# Aim of the task
In the data below, find every line with the word "more" and copy it out.
-------- Supplied material --------
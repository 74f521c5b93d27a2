//! Named cache entry operations.
//!
//! Each row is one stored response for one URL inside one named cache. Writes use
//! UPSERT semantics, so concurrent writers to the same key resolve last-writer-wins.

use std::time::Duration;

use chrono::{DateTime, SecondsFormat, Utc};
use serde::{Deserialize, Serialize};
use tokio_rusqlite::params;
use tokio_rusqlite::rusqlite;

use super::connection::CacheDb;
use super::hash::compute_cache_key;
use super::names::CacheName;
use crate::Error;

/// A stored response.
#[derive(Debug, Clone, PartialEq, Eq, Serialize, Deserialize)]
pub struct CacheEntry {
    pub url: String,
    pub status: u16,
    pub content_type: Option<String>,
    /// Response headers as a JSON array of `[name, value]` pairs.
    pub headers_json: Option<String>,
    pub body: Vec<u8>,
    /// RFC 3339 timestamp (UTC, microsecond precision) of the write.
    pub stored_at: String,
}

impl CacheEntry {
    /// Create an entry stamped with the current time.
    pub fn new(url: impl Into<String>, status: u16, body: impl Into<Vec<u8>>) -> Self {
        Self {
            url: url.into(),
            status,
            content_type: None,
            headers_json: None,
            body: body.into(),
            stored_at: timestamp(Utc::now()),
        }
    }

    pub fn with_content_type(mut self, content_type: impl Into<String>) -> Self {
        self.content_type = Some(content_type.into());
        self
    }

    pub fn with_headers_json(mut self, headers_json: impl Into<String>) -> Self {
        self.headers_json = Some(headers_json.into());
        self
    }

    /// Whether the entry was stored more than `max_age` ago.
    ///
    /// Entries with an unreadable timestamp count as expired.
    pub fn is_older_than(&self, max_age: Duration) -> bool {
        let Ok(stored_at) = DateTime::parse_from_rfc3339(&self.stored_at) else {
            return true;
        };
        let age = Utc::now().signed_duration_since(stored_at.with_timezone(&Utc));
        age.to_std().map(|age| age > max_age).unwrap_or(false)
    }
}

/// Format a timestamp so that lexical order equals chronological order.
pub(crate) fn timestamp(at: DateTime<Utc>) -> String {
    at.to_rfc3339_opts(SecondsFormat::Micros, true)
}

impl CacheDb {
    /// Store `entry` in `cache`, replacing any previous entry for the same URL.
    pub async fn put_entry(&self, cache: CacheName, entry: &CacheEntry) -> Result<(), Error> {
        let key = compute_cache_key(cache.as_str(), &entry.url);
        let cache_name = cache.as_str();
        let entry = entry.clone();
        self.conn
            .call(move |conn| -> Result<(), Error> {
                conn.execute(
                    "INSERT INTO cache_entries (
                    key, cache_name, url, status, content_type, headers_json, body, stored_at, last_used
                ) VALUES (?1, ?2, ?3, ?4, ?5, ?6, ?7, ?8,
                          (SELECT COALESCE(MAX(last_used), 0) + 1 FROM cache_entries))
                ON CONFLICT(key) DO UPDATE SET
                    status = excluded.status,
                    content_type = excluded.content_type,
                    headers_json = excluded.headers_json,
                    body = excluded.body,
                    stored_at = excluded.stored_at,
                    last_used = excluded.last_used",
                    params![
                        key,
                        cache_name,
                        &entry.url,
                        entry.status,
                        &entry.content_type,
                        &entry.headers_json,
                        &entry.body,
                        &entry.stored_at,
                    ],
                )?;
                Ok(())
            })
            .await
            .map_err(Error::from)
    }

    /// Look up the entry for `url` in `cache`, marking it as recently used.
    ///
    /// Returns None if the cache holds nothing for the URL.
    pub async fn match_entry(&self, cache: CacheName, url: &str) -> Result<Option<CacheEntry>, Error> {
        let key = compute_cache_key(cache.as_str(), url);
        self.conn
            .call(move |conn| -> Result<Option<CacheEntry>, Error> {
                let result = conn.query_row(
                    "SELECT url, status, content_type, headers_json, body, stored_at
                    FROM cache_entries WHERE key = ?1",
                    params![key],
                    |row| {
                        Ok(CacheEntry {
                            url: row.get(0)?,
                            status: row.get(1)?,
                            content_type: row.get(2)?,
                            headers_json: row.get(3)?,
                            body: row.get(4)?,
                            stored_at: row.get(5)?,
                        })
                    },
                );

                let entry = match result {
                    Ok(entry) => entry,
                    Err(rusqlite::Error::QueryReturnedNoRows) => return Ok(None),
                    Err(e) => return Err(e.into()),
                };

                conn.execute(
                    "UPDATE cache_entries
                    SET last_used = (SELECT COALESCE(MAX(last_used), 0) + 1 FROM cache_entries)
                    WHERE key = ?1",
                    params![key],
                )?;

                Ok(Some(entry))
            })
            .await
            .map_err(Error::from)
    }

    /// Delete the entry for `url` in `cache`.
    ///
    /// Returns whether an entry existed.
    pub async fn delete_entry(&self, cache: CacheName, url: &str) -> Result<bool, Error> {
        let key = compute_cache_key(cache.as_str(), url);
        self.conn
            .call(move |conn| -> Result<bool, Error> {
                let count = conn.execute("DELETE FROM cache_entries WHERE key = ?1", params![key])?;
                Ok(count > 0)
            })
            .await
            .map_err(Error::from)
    }

    /// Delete a whole named cache.
    ///
    /// Returns the number of deleted entries.
    pub async fn delete_cache(&self, cache: CacheName) -> Result<u64, Error> {
        let cache_name = cache.as_str();
        self.conn
            .call(move |conn| -> Result<u64, Error> {
                let count = conn.execute("DELETE FROM cache_entries WHERE cache_name = ?1", params![cache_name])?;
                Ok(count as u64)
            })
            .await
            .map_err(Error::from)
    }

    /// Number of entries currently held by `cache`.
    pub async fn count_entries(&self, cache: CacheName) -> Result<u64, Error> {
        let cache_name = cache.as_str();
        self.conn
            .call(move |conn| -> Result<u64, Error> {
                let count: i64 = conn.query_row(
                    "SELECT COUNT(*) FROM cache_entries WHERE cache_name = ?1",
                    params![cache_name],
                    |row| row.get(0),
                )?;
                Ok(count as u64)
            })
            .await
            .map_err(Error::from)
    }

    /// Delete entries of `cache` stored more than `max_age` ago.
    ///
    /// Returns the number of deleted entries.
    pub async fn purge_older_than(&self, cache: CacheName, max_age: Duration) -> Result<u64, Error> {
        let cache_name = cache.as_str();
        let max_age = chrono::Duration::from_std(max_age).unwrap_or(chrono::Duration::MAX);
        let cutoff = Utc::now().checked_sub_signed(max_age).map(timestamp).unwrap_or_default();
        self.conn
            .call(move |conn| -> Result<u64, Error> {
                let count = conn.execute(
                    "DELETE FROM cache_entries WHERE cache_name = ?1 AND stored_at < ?2",
                    params![cache_name, cutoff],
                )?;
                Ok(count as u64)
            })
            .await
            .map_err(Error::from)
    }

    /// Purge least-recently-used entries of `cache` until count <= max_entries.
    ///
    /// Returns the number of deleted entries.
    pub async fn purge_lru(&self, cache: CacheName, max_entries: usize) -> Result<u64, Error> {
        let cache_name = cache.as_str();
        let max = max_entries as i64;
        self.conn
            .call(move |conn| -> Result<u64, Error> {
                let count: i64 = conn.query_row(
                    "SELECT COUNT(*) FROM cache_entries WHERE cache_name = ?1",
                    params![cache_name],
                    |row| row.get(0),
                )?;
                if count <= max {
                    return Ok(0);
                }

                let to_delete = count - max;
                let deleted = conn.execute(
                    "DELETE FROM cache_entries WHERE key IN (
                    SELECT key FROM cache_entries WHERE cache_name = ?1 ORDER BY last_used ASC LIMIT ?2
                )",
                    params![cache_name, to_delete],
                )?;
                Ok(deleted as u64)
            })
            .await
            .map_err(Error::from)
    }
}
//! The interception runtime seen by the lifecycle controller.
//!
//! `Registration` is the worker's own registration record; `Clients` is the set of
//! open pages the worker can take over and reload.

pub mod clients;
pub mod registration;

use async_trait::async_trait;
use tether_core::Error;

pub use clients::{ClientEvent, ClientRegistry};
pub use registration::PersistedRegistration;

/// An open window known to the runtime.
#[derive(Debug, Clone, PartialEq, Eq)]
pub struct WindowClient {
    pub id: u64,
    /// The page the window currently shows.
    pub url: String,
    /// Whether a worker controls this window's requests.
    pub controlled: bool,
}

#[async_trait]
pub trait Registration: Send + Sync {
    /// Whether a worker was already active before this one.
    async fn has_active_worker(&self) -> Result<bool, Error>;

    /// Allow activation without waiting for existing clients to close.
    async fn skip_waiting(&self);

    /// Record this worker as the active one.
    async fn mark_active(&self, architecture: &str) -> Result<(), Error>;
}

#[async_trait]
pub trait Clients: Send + Sync {
    /// Take control of every open client, including uncontrolled ones.
    ///
    /// Returns the number of clients newly brought under control.
    async fn claim(&self) -> usize;

    /// Open window clients. Uncontrolled windows are listed only when asked for.
    async fn windows(&self, include_uncontrolled: bool) -> Vec<WindowClient>;

    /// Make window `id` load `url`.
    async fn navigate(&self, id: u64, url: &str) -> Result<(), Error>;
}
//! Page template with named slots.
//!
//! A template carries exactly one head marker and one content marker. It is split
//! into literal segments once, at parse time, so slot values are emitted verbatim
//! and never scanned for markers themselves.

use tether_core::Error;

/// The injection points of a page template.
#[derive(Debug, Clone, Copy, PartialEq, Eq)]
pub enum Slot {
    /// Extra head markup: offline flag, title and feed link.
    Head,
    /// The partial's body markup.
    Content,
}

impl Slot {
    pub const ALL: [Slot; 2] = [Slot::Head, Slot::Content];

    pub fn marker(&self) -> &'static str {
        match self {
            Slot::Head => "%_HEADER_REPLACE_%",
            Slot::Content => "%_CONTENT_REPLACE_%",
        }
    }
}

#[derive(Debug, Clone, PartialEq, Eq)]
enum Segment {
    Text(String),
    Slot(Slot),
}

/// A parsed page template.
#[derive(Debug, Clone, PartialEq, Eq)]
pub struct PageTemplate {
    segments: Vec<Segment>,
}

impl PageTemplate {
    /// Split `source` at its markers.
    ///
    /// Fails with `MalformedTemplate` if a marker is missing or appears more than once.
    pub fn parse(source: &str) -> Result<Self, Error> {
        let mut found: Vec<(usize, Slot)> = Vec::with_capacity(Slot::ALL.len());
        for slot in Slot::ALL {
            let mut positions = source.match_indices(slot.marker()).map(|(at, _)| at);
            let Some(at) = positions.next() else {
                return Err(Error::MalformedTemplate(format!("missing {}", slot.marker())));
            };
            if positions.next().is_some() {
                return Err(Error::MalformedTemplate(format!("duplicate {}", slot.marker())));
            }
            found.push((at, slot));
        }
        found.sort_by_key(|(at, _)| *at);

        let mut segments = Vec::with_capacity(found.len() * 2 + 1);
        let mut cursor = 0;
        for (at, slot) in found {
            if at < cursor {
                return Err(Error::MalformedTemplate("overlapping markers".into()));
            }
            segments.push(Segment::Text(source[cursor..at].to_string()));
            segments.push(Segment::Slot(slot));
            cursor = at + slot.marker().len();
        }
        segments.push(Segment::Text(source[cursor..].to_string()));

        Ok(Self { segments })
    }

    /// Fill both slots.
    pub fn render(&self, head: &str, content: &str) -> String {
        let capacity = self
            .segments
            .iter()
            .map(|segment| match segment {
                Segment::Text(text) => text.len(),
                Segment::Slot(Slot::Head) => head.len(),
                Segment::Slot(Slot::Content) => content.len(),
            })
            .sum();

        let mut out = String::with_capacity(capacity);
        for segment in &self.segments {
            match segment {
                Segment::Text(text) => out.push_str(text),
                Segment::Slot(Slot::Head) => out.push_str(head),
                Segment::Slot(Slot::Content) => out.push_str(content),
            }
        }
        out
    }
}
--------
# Your solution
    /// Whether the entry was stored more than `max_age` ago.
    /// Delete entries of `cache` stored more than `max_age` ago.
    /// Fails with `MalformedTemplate` if a marker is missing or appears more than once.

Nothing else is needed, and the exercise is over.